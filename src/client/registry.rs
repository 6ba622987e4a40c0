//! Topic registry.
//!
//! Maps topic names to broadcast channels of decoded JSON payloads.
//! Each topic owns exactly one transport subscription id no matter how
//! many listeners hold it. The session task reads [`TopicRegistry::active`]
//! to decide what to `SUBSCRIBE`/`UNSUBSCRIBE`, and routes `MESSAGE`
//! frames through [`TopicRegistry::dispatch`].
//!
//! # Teardown
//!
//! | Call | Effect |
//! |------|--------|
//! | [`Subscription`] drop / `unsubscribe()` | Releases one listener; the topic goes away with the last one |
//! | [`TopicRegistry::unsubscribe_topic`] | Removes the topic now and ends every listener's stream |

// ============================================================================
// Imports
// ============================================================================

use std::fmt;
use std::sync::Arc;

use parking_lot::Mutex;
use rustc_hash::FxHashMap;
use serde_json::Value;
use tokio::sync::futures::Notified;
use tokio::sync::{Notify, broadcast};
use tracing::debug;

use crate::error::{Error, Result};
use crate::identifiers::SubscriptionId;

use super::subscription::Subscription;

// ============================================================================
// Types
// ============================================================================

/// One registered topic.
struct TopicEntry {
    /// Transport subscription id.
    id: SubscriptionId,
    /// Multicast channel to listeners.
    sender: broadcast::Sender<Value>,
    /// Live [`Subscription`] handles.
    listeners: usize,
}

#[derive(Default)]
struct Table {
    topics: FxHashMap<String, TopicEntry>,
    routes: FxHashMap<SubscriptionId, String>,
}

struct RegistryInner {
    table: Mutex<Table>,
    /// Signalled on every topic added or removed.
    changed: Notify,
    /// Broadcast buffer per topic.
    capacity: usize,
}

// ============================================================================
// TopicRegistry
// ============================================================================

/// Shared topic → stream map.
///
/// Cheap to clone; all clones see the same table.
#[derive(Clone)]
pub struct TopicRegistry {
    inner: Arc<RegistryInner>,
}

impl fmt::Debug for TopicRegistry {
    fn fmt(&self, f: &mut fmt::Formatter<'_>) -> fmt::Result {
        f.debug_struct("TopicRegistry")
            .field("topics", &self.topic_count())
            .field("capacity", &self.inner.capacity)
            .finish()
    }
}

impl TopicRegistry {
    /// Creates an empty registry with `capacity` messages buffered per topic.
    ///
    /// A capacity of zero is raised to one.
    #[must_use]
    pub fn new(capacity: usize) -> Self {
        Self {
            inner: Arc::new(RegistryInner {
                table: Mutex::new(Table::default()),
                changed: Notify::new(),
                capacity: capacity.max(1),
            }),
        }
    }

    /// Registers a listener for `topic`.
    ///
    /// The first listener creates the topic entry and its subscription id;
    /// later listeners share both.
    ///
    /// # Errors
    ///
    /// Returns [`Error::InvalidTopic`] for an empty topic or one containing NUL.
    pub fn subscribe(&self, topic: &str) -> Result<Subscription> {
        if topic.trim().is_empty() || topic.contains('\0') {
            return Err(Error::invalid_topic(topic));
        }

        let (id, receiver, created) = {
            let mut table = self.inner.table.lock();
            match table.topics.get_mut(topic) {
                Some(entry) => {
                    entry.listeners += 1;
                    (entry.id, entry.sender.subscribe(), false)
                }
                None => {
                    let id = SubscriptionId::next();
                    let (sender, receiver) = broadcast::channel(self.inner.capacity);
                    table.topics.insert(
                        topic.to_string(),
                        TopicEntry {
                            id,
                            sender,
                            listeners: 1,
                        },
                    );
                    table.routes.insert(id, topic.to_string());
                    (id, receiver, true)
                }
            }
        };

        if created {
            debug!(topic, subscription = %id, "Topic registered");
            self.inner.changed.notify_one();
        }

        Ok(Subscription::new(topic.to_string(), id, receiver, self.clone()))
    }

    /// Removes `topic` regardless of how many listeners hold it.
    ///
    /// Every listener's stream ends. Returns `false` if the topic was not
    /// registered.
    pub fn unsubscribe_topic(&self, topic: &str) -> bool {
        let removed = {
            let mut table = self.inner.table.lock();
            let entry = table.topics.remove(topic);
            if let Some(entry) = &entry {
                table.routes.remove(&entry.id);
            }
            entry
        };

        match removed {
            Some(entry) => {
                debug!(
                    topic,
                    subscription = %entry.id,
                    listeners = entry.listeners,
                    "Topic removed"
                );
                drop(entry);
                self.inner.changed.notify_one();
                true
            }
            None => false,
        }
    }

    /// Releases one listener of the entry `id` under `topic`.
    ///
    /// No-op if the topic was removed or replaced since the listener subscribed.
    pub(crate) fn release(&self, topic: &str, id: SubscriptionId) {
        let removed = {
            let mut table = self.inner.table.lock();
            let Some(entry) = table.topics.get_mut(topic) else {
                return;
            };
            if entry.id != id {
                return;
            }
            entry.listeners = entry.listeners.saturating_sub(1);
            if entry.listeners > 0 {
                return;
            }
            table.routes.remove(&id);
            table.topics.remove(topic)
        };

        if removed.is_some() {
            debug!(topic, subscription = %id, "Last listener released topic");
            self.inner.changed.notify_one();
        }
    }

    /// Publishes `payload` to the topic subscribed as `id`.
    ///
    /// Returns the number of listeners that received it.
    pub fn dispatch(&self, id: SubscriptionId, payload: Value) -> usize {
        let table = self.inner.table.lock();
        let Some(entry) = table
            .routes
            .get(&id)
            .and_then(|topic| table.topics.get(topic))
        else {
            return 0;
        };
        entry.sender.send(payload).unwrap_or(0)
    }

    /// Removes every topic, ending all streams. Returns how many were removed.
    pub fn clear(&self) -> usize {
        let drained: Vec<_> = {
            let mut table = self.inner.table.lock();
            table.routes.clear();
            table.topics.drain().collect()
        };
        let count = drained.len();
        drop(drained);
        if count > 0 {
            self.inner.changed.notify_one();
        }
        count
    }
}

// ============================================================================
// TopicRegistry - Introspection
// ============================================================================

impl TopicRegistry {
    /// Returns `(id, topic)` for every registered topic, ordered by id.
    #[must_use]
    pub fn active(&self) -> Vec<(SubscriptionId, String)> {
        let table = self.inner.table.lock();
        let mut active: Vec<_> = table
            .topics
            .iter()
            .map(|(topic, entry)| (entry.id, topic.clone()))
            .collect();
        active.sort_unstable_by_key(|(id, _)| *id);
        active
    }

    /// Returns the number of registered topics.
    #[inline]
    #[must_use]
    pub fn topic_count(&self) -> usize {
        self.inner.table.lock().topics.len()
    }

    /// Returns the number of live listeners on `topic`.
    #[must_use]
    pub fn listener_count(&self, topic: &str) -> usize {
        self.inner
            .table
            .lock()
            .topics
            .get(topic)
            .map_or(0, |entry| entry.listeners)
    }

    /// Returns `true` if `topic` is registered.
    #[inline]
    #[must_use]
    pub fn contains(&self, topic: &str) -> bool {
        self.inner.table.lock().topics.contains_key(topic)
    }

    /// Returns the subscription id of `topic`.
    #[must_use]
    pub fn subscription_id(&self, topic: &str) -> Option<SubscriptionId> {
        self.inner.table.lock().topics.get(topic).map(|e| e.id)
    }

    /// Resolves when the set of topics changes.
    pub(crate) fn changed(&self) -> Notified<'_> {
        self.inner.changed.notified()
    }
}

// ============================================================================
// Tests
// ============================================================================

#[cfg(test)]
mod tests {
    use super::*;

    use serde_json::json;

    #[test]
    fn test_repeat_subscribe_shares_entry() {
        let registry = TopicRegistry::new(16);
        let a = registry.subscribe("/topic/events").unwrap();
        let b = registry.subscribe("/topic/events").unwrap();

        assert_eq!(a.id(), b.id());
        assert_eq!(registry.topic_count(), 1);
        assert_eq!(registry.listener_count("/topic/events"), 2);
        assert_eq!(registry.active(), vec![(a.id(), "/topic/events".to_string())]);
    }

    #[test]
    fn test_rejects_invalid_topic() {
        let registry = TopicRegistry::new(16);
        assert!(matches!(
            registry.subscribe(""),
            Err(Error::InvalidTopic { .. })
        ));
        assert!(registry.subscribe("  ").is_err());
        assert!(registry.subscribe("/topic/\0").is_err());
    }

    #[test]
    fn test_last_release_removes_topic() {
        let registry = TopicRegistry::new(16);
        let a = registry.subscribe("/topic/x").unwrap();
        let b = registry.subscribe("/topic/x").unwrap();

        drop(a);
        assert!(registry.contains("/topic/x"));
        assert_eq!(registry.listener_count("/topic/x"), 1);

        b.unsubscribe();
        assert!(!registry.contains("/topic/x"));
        assert!(registry.active().is_empty());
    }

    #[tokio::test]
    async fn test_unsubscribe_topic_ends_every_listener() {
        let registry = TopicRegistry::new(16);
        let mut a = registry.subscribe("/topic/trading-signals").unwrap();
        let mut b = registry.subscribe("/topic/trading-signals").unwrap();

        assert!(registry.unsubscribe_topic("/topic/trading-signals"));
        assert!(!registry.unsubscribe_topic("/topic/trading-signals"));

        assert_eq!(a.recv().await, None);
        assert_eq!(b.recv().await, None);
    }

    #[test]
    fn test_stale_release_does_not_touch_new_entry() {
        let registry = TopicRegistry::new(16);
        let old = registry.subscribe("/topic/x").unwrap();
        registry.unsubscribe_topic("/topic/x");

        let fresh = registry.subscribe("/topic/x").unwrap();
        assert_ne!(old.id(), fresh.id());

        drop(old);
        assert!(registry.contains("/topic/x"));
        assert_eq!(registry.listener_count("/topic/x"), 1);
        drop(fresh);
    }

    #[tokio::test]
    async fn test_dispatch_reaches_all_listeners_in_order() {
        let registry = TopicRegistry::new(16);
        let mut a = registry.subscribe("/topic/events").unwrap();
        let mut b = registry.subscribe("/topic/events").unwrap();
        let id = a.id();

        for n in ["A", "B", "C"] {
            assert_eq!(registry.dispatch(id, json!(n)), 2);
        }

        for sub in [&mut a, &mut b] {
            assert_eq!(sub.recv().await, Some(json!("A")));
            assert_eq!(sub.recv().await, Some(json!("B")));
            assert_eq!(sub.recv().await, Some(json!("C")));
        }
    }

    #[test]
    fn test_late_listener_misses_earlier_payloads() {
        let registry = TopicRegistry::new(16);
        let mut early = registry.subscribe("/topic/events").unwrap();
        let id = early.id();
        assert_eq!(registry.dispatch(id, json!("before")), 1);

        let mut late = registry.subscribe("/topic/events").unwrap();
        assert_eq!(late.id(), id);
        assert_eq!(registry.dispatch(id, json!("after")), 2);

        assert_eq!(early.try_recv(), Some(json!("before")));
        assert_eq!(early.try_recv(), Some(json!("after")));
        assert_eq!(early.try_recv(), None);

        assert_eq!(late.try_recv(), Some(json!("after")));
        assert_eq!(late.try_recv(), None);
    }

    #[test]
    fn test_dispatch_unknown_id() {
        let registry = TopicRegistry::new(16);
        assert_eq!(registry.dispatch(SubscriptionId::next(), json!(1)), 0);
    }

    #[test]
    fn test_active_sorted_by_id() {
        let registry = TopicRegistry::new(4);
        let first = registry.subscribe("/topic/b").unwrap();
        let second = registry.subscribe("/topic/a").unwrap();
        let active = registry.active();
        assert_eq!(active[0].0, first.id());
        assert_eq!(active[1].0, second.id());
    }

    #[tokio::test]
    async fn test_clear_ends_streams() {
        let registry = TopicRegistry::new(4);
        let mut a = registry.subscribe("/topic/a").unwrap();
        let _b = registry.subscribe("/topic/b").unwrap();
        assert_eq!(registry.clear(), 2);
        assert_eq!(a.recv().await, None);
        assert_eq!(registry.topic_count(), 0);
    }

    #[tokio::test]
    async fn test_change_notification() {
        let registry = TopicRegistry::new(4);
        let _sub = registry.subscribe("/topic/a").unwrap();
        // notify_one stores a permit when nobody is waiting
        tokio::time::timeout(std::time::Duration::from_secs(1), registry.changed())
            .await
            .expect("change should be signalled");
    }
}
//! Subscription handles.
//!
//! A [`Subscription`] is one listener on a topic. Several handles on the
//! same topic share a single transport subscription; each handle sees
//! every message published after it was created, in arrival order.

// ============================================================================
// Imports
// ============================================================================

use std::fmt;

use futures_util::Stream;
use futures_util::stream;
use serde::de::DeserializeOwned;
use serde_json::Value;
use tokio::sync::broadcast;
use tokio::sync::broadcast::error::{RecvError, TryRecvError};
use tracing::warn;

use crate::error::Result;
use crate::identifiers::SubscriptionId;

use super::registry::TopicRegistry;

// ============================================================================
// Subscription
// ============================================================================

/// Live stream of JSON payloads for one topic.
///
/// Dropping the handle releases it; the transport subscription is torn
/// down when the last handle on the topic goes away.
pub struct Subscription {
    topic: String,
    id: SubscriptionId,
    receiver: broadcast::Receiver<Value>,
    registry: TopicRegistry,
}

impl fmt::Debug for Subscription {
    fn fmt(&self, f: &mut fmt::Formatter<'_>) -> fmt::Result {
        f.debug_struct("Subscription")
            .field("topic", &self.topic)
            .field("id", &self.id)
            .finish_non_exhaustive()
    }
}

impl Subscription {
    pub(crate) fn new(
        topic: String,
        id: SubscriptionId,
        receiver: broadcast::Receiver<Value>,
        registry: TopicRegistry,
    ) -> Self {
        Self {
            topic,
            id,
            receiver,
            registry,
        }
    }

    /// Returns the topic name.
    #[inline]
    #[must_use]
    pub fn topic(&self) -> &str {
        &self.topic
    }

    /// Returns the transport subscription id shared by the topic.
    #[inline]
    #[must_use]
    pub fn id(&self) -> SubscriptionId {
        self.id
    }
}

// ============================================================================
// Receiving
// ============================================================================

impl Subscription {
    /// Waits for the next payload.
    ///
    /// Returns `None` once the topic has been unsubscribed. A listener that
    /// falls more than the channel capacity behind skips the missed
    /// payloads and keeps going.
    pub async fn recv(&mut self) -> Option<Value> {
        loop {
            match self.receiver.recv().await {
                Ok(value) => return Some(value),
                Err(RecvError::Lagged(skipped)) => {
                    warn!(topic = %self.topic, skipped, "Subscriber lagged, payloads dropped");
                }
                Err(RecvError::Closed) => return None,
            }
        }
    }

    /// Waits for the next payload and deserializes it into `T`.
    ///
    /// # Errors
    ///
    /// Returns [`Error::Json`](crate::Error::Json) if the payload does not
    /// match `T`.
    pub async fn recv_as<T: DeserializeOwned>(&mut self) -> Result<Option<T>> {
        match self.recv().await {
            Some(value) => Ok(Some(serde_json::from_value(value)?)),
            None => Ok(None),
        }
    }

    /// Returns a payload that already arrived, without waiting.
    pub fn try_recv(&mut self) -> Option<Value> {
        loop {
            match self.receiver.try_recv() {
                Ok(value) => return Some(value),
                Err(TryRecvError::Lagged(skipped)) => {
                    warn!(topic = %self.topic, skipped, "Subscriber lagged, payloads dropped");
                }
                Err(TryRecvError::Empty | TryRecvError::Closed) => return None,
            }
        }
    }

    /// Converts the handle into a [`Stream`] of payloads.
    ///
    /// The stream keeps the listener registered until it is dropped.
    pub fn into_stream(self) -> impl Stream<Item = Value> + Send + Unpin + 'static {
        Box::pin(stream::unfold(self, |mut sub| async move {
            sub.recv().await.map(|value| (value, sub))
        }))
    }

    /// Releases this listener.
    ///
    /// Equivalent to dropping the handle.
    pub fn unsubscribe(self) {
        drop(self);
    }
}

impl Drop for Subscription {
    fn drop(&mut self) {
        self.registry.release(&self.topic, self.id);
    }
}

// ============================================================================
// Tests
// ============================================================================

#[cfg(test)]
mod tests {
    use super::*;

    use futures_util::StreamExt;
    use serde::Deserialize;
    use serde_json::json;

    #[derive(Debug, Deserialize, PartialEq)]
    struct Tick {
        price: f64,
    }

    #[tokio::test]
    async fn test_recv_as_typed() {
        let registry = TopicRegistry::new(8);
        let mut sub = registry.subscribe("/topic/ticks").unwrap();
        registry.dispatch(sub.id(), json!({"price": 1.5}));

        let tick: Option<Tick> = sub.recv_as().await.unwrap();
        assert_eq!(tick, Some(Tick { price: 1.5 }));
    }

    #[tokio::test]
    async fn test_recv_as_mismatch() {
        let registry = TopicRegistry::new(8);
        let mut sub = registry.subscribe("/topic/ticks").unwrap();
        registry.dispatch(sub.id(), json!("not a tick"));
        assert!(sub.recv_as::<Tick>().await.is_err());
    }

    #[tokio::test]
    async fn test_lagged_listener_skips_ahead() {
        let registry = TopicRegistry::new(2);
        let mut sub = registry.subscribe("/topic/fast").unwrap();
        for n in 0..5 {
            registry.dispatch(sub.id(), json!(n));
        }
        assert_eq!(sub.recv().await, Some(json!(3)));
        assert_eq!(sub.recv().await, Some(json!(4)));
    }

    #[test]
    fn test_try_recv() {
        let registry = TopicRegistry::new(8);
        let mut sub = registry.subscribe("/topic/x").unwrap();
        assert_eq!(sub.try_recv(), None);
        registry.dispatch(sub.id(), json!(true));
        assert_eq!(sub.try_recv(), Some(json!(true)));
    }

    #[tokio::test]
    async fn test_into_stream_ends_on_teardown() {
        let registry = TopicRegistry::new(8);
        let sub = registry.subscribe("/topic/x").unwrap();
        let id = sub.id();
        let mut stream = sub.into_stream();

        registry.dispatch(id, json!(1));
        assert_eq!(stream.next().await, Some(json!(1)));

        registry.unsubscribe_topic("/topic/x");
        assert_eq!(stream.next().await, None);
    }

    #[test]
    fn test_debug_shows_topic() {
        let registry = TopicRegistry::new(8);
        let sub = registry.subscribe("/topic/x").unwrap();
        assert!(format!("{sub:?}").contains("/topic/x"));
    }

    #[test]
    fn test_unsubscribe_then_recv_outside_runtime() {
        let registry = TopicRegistry::new(8);
        let mut sub = registry.subscribe("/topic/ticks").unwrap();
        registry.dispatch(sub.id(), json!({"price": 2.0}));

        let first = tokio_test::block_on(sub.recv());
        assert_eq!(first, Some(json!({"price": 2.0})));

        sub.unsubscribe();
        assert!(!registry.contains("/topic/ticks"));
    }
}
//! Well-known dashboard topics.
//!
//! | Topic | Payload |
//! |-------|---------|
//! | [`TRADING_SIGNALS`] | `[TradingSignal]` |
//! | [`EVENTS`] | `[DashboardEvent]` |
//! | [`SIGNAL_ACTIONS`] | `[DashboardEvent]` |
//! | [`CURRENT_TRADES`] | `[CurrentTrade]` |
//! | [`DEALING_RANGE`] | `[DashboardEvent]` |
//! | [`V2_EVENTS`] | `[DashboardEvent]` |

/// Trading signals feed.
pub const TRADING_SIGNALS: &str = "/topic/trading-signals";

/// Indicator events across all symbols.
pub const EVENTS: &str = "/topic/events";

/// Signal action events.
pub const SIGNAL_ACTIONS: &str = "/topic/signal-actions";

/// Open trades per account.
pub const CURRENT_TRADES: &str = "/topic/current-trades";

/// Dealing range events across all symbols.
pub const DEALING_RANGE: &str = "/topic/dealing-range";

/// Second-generation event feed.
pub const V2_EVENTS: &str = "/topic/v2/events";

/// Events for one symbol, e.g. `/topic/events/EURUSD`.
#[must_use]
pub fn events_for(symbol: &str) -> String {
    format!("{EVENTS}/{symbol}")
}

/// Dealing range events for one symbol.
#[must_use]
pub fn dealing_range_for(symbol: &str) -> String {
    format!("{DEALING_RANGE}/{symbol}")
}

#[cfg(test)]
mod tests {
    use super::*;

    #[test]
    fn test_symbol_topics() {
        assert_eq!(events_for("EURUSD"), "/topic/events/EURUSD");
        assert_eq!(dealing_range_for("US30"), "/topic/dealing-range/US30");
    }
}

## Exercise
Using the records above, find and show each line with the string "fresh".

## Response to the task
        let fresh = registry.subscribe("/topic/x").unwrap();
        assert_ne!(old.id(), fresh.id());
        drop(fresh);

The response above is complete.